◆ **PROBLEM TO WORK ON**
Gather up every line from the entries below that uses the word "common".

◆ **EXTRACTED INFORMATION**

┄┄┄┄┄┄

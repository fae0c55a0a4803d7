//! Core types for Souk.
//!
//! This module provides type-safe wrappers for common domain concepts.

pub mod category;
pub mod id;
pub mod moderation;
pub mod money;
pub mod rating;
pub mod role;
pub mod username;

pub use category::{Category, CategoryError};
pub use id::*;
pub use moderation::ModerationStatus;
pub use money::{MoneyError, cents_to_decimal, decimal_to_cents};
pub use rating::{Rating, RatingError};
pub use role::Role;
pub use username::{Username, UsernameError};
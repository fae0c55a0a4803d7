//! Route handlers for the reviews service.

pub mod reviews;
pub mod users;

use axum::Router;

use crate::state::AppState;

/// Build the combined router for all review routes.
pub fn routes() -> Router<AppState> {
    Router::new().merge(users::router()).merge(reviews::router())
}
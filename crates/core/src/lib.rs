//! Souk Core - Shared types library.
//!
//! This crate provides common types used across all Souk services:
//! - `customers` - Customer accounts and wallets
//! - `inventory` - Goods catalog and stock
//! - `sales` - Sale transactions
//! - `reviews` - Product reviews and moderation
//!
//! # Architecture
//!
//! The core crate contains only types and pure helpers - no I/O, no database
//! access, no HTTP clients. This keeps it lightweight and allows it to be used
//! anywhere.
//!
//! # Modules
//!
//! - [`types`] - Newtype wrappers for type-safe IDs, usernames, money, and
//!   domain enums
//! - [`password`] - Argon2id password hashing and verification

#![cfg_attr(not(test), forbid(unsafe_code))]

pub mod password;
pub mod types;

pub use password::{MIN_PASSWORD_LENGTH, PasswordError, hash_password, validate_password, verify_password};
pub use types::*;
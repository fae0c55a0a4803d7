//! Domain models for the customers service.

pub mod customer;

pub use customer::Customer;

┄┄┄┄┄┄

◆ **OUTPUT FOR THIS EXERCISE**
//! This module provides type-safe wrappers for common domain concepts.
//! This crate provides common types used across all Souk services:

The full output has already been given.